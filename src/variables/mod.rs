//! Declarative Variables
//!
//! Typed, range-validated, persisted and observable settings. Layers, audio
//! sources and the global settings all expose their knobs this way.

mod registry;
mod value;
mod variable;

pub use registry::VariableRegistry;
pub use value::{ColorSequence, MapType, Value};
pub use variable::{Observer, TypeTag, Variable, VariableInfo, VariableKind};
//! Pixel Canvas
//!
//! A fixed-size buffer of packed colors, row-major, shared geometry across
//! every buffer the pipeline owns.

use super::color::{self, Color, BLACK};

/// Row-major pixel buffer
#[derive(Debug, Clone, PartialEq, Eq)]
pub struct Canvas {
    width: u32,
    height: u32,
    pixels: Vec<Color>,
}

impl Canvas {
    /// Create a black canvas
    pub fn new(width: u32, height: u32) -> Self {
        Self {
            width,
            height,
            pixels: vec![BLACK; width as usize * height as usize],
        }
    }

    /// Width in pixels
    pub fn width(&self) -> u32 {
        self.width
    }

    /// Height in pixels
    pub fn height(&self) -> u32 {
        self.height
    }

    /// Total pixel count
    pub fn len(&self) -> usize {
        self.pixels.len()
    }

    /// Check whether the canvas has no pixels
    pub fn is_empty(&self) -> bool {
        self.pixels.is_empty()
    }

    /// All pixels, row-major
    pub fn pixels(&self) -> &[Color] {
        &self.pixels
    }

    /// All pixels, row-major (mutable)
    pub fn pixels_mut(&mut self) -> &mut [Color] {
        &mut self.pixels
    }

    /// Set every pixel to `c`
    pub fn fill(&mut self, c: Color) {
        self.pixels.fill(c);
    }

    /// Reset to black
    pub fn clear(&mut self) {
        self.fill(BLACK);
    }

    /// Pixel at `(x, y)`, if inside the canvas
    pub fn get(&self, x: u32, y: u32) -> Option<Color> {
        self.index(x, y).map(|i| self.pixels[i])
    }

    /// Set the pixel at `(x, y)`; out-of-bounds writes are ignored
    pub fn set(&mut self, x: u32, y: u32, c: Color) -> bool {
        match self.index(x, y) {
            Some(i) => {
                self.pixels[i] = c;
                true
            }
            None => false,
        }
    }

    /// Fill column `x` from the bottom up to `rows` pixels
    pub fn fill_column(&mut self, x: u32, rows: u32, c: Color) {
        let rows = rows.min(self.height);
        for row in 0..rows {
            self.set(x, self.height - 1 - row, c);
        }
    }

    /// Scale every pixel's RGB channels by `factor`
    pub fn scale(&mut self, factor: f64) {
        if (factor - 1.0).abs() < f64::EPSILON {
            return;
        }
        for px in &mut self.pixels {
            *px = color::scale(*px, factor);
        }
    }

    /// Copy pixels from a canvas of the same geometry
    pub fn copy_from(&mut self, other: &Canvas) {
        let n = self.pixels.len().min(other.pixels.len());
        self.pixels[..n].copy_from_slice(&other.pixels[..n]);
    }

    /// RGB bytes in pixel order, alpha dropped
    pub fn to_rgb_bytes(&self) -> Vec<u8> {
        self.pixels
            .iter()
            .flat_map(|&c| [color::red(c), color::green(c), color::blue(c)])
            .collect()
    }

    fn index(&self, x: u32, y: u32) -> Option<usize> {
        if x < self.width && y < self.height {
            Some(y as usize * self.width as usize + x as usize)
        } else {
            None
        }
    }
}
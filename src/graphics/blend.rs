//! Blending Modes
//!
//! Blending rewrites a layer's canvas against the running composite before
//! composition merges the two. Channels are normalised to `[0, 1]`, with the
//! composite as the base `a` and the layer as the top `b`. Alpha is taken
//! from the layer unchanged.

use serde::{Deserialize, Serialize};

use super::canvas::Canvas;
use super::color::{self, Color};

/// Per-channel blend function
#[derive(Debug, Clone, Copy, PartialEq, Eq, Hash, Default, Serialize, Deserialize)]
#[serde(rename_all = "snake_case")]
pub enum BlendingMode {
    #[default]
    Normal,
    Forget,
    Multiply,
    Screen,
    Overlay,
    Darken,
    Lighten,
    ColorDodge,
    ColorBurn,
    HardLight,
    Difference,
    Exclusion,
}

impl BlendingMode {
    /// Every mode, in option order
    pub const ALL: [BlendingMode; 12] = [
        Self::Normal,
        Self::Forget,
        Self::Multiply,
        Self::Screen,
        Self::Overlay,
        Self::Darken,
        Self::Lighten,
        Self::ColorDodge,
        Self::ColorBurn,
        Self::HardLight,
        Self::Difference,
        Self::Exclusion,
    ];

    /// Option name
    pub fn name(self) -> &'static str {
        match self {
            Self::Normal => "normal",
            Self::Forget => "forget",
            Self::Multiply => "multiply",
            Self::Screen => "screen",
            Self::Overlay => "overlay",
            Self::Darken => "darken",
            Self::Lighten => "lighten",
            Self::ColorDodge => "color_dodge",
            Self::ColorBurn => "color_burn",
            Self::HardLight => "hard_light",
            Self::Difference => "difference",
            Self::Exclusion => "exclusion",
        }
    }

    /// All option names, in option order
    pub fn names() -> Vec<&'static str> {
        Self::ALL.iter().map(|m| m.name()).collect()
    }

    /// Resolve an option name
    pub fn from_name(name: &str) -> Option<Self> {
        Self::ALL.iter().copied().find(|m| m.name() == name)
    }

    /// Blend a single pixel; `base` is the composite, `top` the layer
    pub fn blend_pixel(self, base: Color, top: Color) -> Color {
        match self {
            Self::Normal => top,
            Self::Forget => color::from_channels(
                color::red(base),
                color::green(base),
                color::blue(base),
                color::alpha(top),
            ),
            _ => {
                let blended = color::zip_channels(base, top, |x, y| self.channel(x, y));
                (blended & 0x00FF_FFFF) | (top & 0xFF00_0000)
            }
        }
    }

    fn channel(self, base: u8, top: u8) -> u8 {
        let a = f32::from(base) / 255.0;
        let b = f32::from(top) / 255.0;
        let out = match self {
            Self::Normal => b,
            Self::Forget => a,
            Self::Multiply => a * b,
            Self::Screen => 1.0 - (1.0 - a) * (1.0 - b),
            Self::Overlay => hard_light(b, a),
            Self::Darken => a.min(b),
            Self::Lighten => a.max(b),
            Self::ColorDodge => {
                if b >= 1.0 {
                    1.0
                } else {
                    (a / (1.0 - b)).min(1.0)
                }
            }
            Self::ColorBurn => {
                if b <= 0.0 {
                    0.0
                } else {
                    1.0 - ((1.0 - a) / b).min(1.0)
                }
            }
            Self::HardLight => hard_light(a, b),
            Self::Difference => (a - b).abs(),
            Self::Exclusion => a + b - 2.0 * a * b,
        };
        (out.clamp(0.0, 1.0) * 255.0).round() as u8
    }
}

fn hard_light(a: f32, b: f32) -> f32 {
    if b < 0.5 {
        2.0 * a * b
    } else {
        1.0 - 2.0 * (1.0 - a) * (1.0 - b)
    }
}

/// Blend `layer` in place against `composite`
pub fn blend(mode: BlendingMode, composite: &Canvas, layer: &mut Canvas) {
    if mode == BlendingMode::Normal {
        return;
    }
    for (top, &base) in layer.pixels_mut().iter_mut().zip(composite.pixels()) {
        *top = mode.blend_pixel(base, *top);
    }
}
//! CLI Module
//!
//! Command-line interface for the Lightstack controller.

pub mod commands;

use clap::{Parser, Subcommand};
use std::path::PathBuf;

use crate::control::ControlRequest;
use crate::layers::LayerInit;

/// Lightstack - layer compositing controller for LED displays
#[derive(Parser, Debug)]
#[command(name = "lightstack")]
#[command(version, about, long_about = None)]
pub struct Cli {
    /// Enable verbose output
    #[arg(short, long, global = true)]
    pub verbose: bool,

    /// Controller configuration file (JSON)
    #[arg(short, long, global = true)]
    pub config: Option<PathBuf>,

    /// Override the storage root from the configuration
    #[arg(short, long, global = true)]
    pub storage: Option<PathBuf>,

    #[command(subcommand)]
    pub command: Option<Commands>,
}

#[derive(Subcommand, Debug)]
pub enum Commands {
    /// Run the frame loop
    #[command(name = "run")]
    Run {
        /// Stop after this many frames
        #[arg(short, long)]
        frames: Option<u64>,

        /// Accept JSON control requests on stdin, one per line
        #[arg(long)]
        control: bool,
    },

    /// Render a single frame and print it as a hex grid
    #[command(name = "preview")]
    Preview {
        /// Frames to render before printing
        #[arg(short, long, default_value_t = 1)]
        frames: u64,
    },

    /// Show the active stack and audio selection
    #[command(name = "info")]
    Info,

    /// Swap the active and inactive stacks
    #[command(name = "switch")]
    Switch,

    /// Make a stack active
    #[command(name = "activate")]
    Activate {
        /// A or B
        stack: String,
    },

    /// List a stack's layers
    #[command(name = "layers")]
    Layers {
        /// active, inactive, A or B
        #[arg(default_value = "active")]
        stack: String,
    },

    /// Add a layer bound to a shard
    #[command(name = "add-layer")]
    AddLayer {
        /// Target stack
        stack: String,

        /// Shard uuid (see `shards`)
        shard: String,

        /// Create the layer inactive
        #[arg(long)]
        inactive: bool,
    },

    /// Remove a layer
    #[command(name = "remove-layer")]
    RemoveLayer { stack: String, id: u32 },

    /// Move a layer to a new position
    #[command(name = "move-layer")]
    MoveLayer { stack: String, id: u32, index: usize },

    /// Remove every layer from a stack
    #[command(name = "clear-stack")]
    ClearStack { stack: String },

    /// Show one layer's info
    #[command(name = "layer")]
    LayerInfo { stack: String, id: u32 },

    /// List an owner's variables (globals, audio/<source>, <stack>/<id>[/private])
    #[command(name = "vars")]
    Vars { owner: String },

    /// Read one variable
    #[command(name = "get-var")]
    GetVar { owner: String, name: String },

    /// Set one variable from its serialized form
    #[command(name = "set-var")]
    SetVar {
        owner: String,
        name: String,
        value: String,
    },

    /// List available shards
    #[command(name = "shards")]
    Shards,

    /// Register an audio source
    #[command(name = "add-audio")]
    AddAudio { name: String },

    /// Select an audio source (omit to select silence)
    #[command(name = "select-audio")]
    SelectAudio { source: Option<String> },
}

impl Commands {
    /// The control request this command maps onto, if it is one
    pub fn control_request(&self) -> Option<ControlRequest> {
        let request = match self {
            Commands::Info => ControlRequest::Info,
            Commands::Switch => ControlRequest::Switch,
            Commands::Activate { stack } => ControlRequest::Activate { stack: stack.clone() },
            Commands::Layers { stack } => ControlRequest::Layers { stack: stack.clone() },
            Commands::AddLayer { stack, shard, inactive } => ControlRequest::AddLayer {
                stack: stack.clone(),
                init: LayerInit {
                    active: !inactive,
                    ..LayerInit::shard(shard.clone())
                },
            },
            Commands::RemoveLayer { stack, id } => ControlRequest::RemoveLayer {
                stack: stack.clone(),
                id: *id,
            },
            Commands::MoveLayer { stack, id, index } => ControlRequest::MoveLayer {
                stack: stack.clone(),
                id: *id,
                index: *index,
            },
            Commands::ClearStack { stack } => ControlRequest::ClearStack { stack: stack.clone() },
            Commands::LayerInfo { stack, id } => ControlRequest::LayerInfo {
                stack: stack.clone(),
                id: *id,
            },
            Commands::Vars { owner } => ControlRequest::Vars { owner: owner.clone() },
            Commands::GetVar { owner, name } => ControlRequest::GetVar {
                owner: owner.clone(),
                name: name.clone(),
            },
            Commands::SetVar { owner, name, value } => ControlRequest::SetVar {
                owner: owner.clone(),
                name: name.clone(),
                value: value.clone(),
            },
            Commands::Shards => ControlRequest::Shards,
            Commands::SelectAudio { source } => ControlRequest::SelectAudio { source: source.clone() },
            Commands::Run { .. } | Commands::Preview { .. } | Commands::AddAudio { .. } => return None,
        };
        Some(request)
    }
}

# [AIM OF THE EXERCISE]
From the records above, copy each line that contains the word "JSON".

# [EXERCISE RESULT]
    /// Controller configuration file (JSON)
        /// Accept JSON control requests on stdin, one per line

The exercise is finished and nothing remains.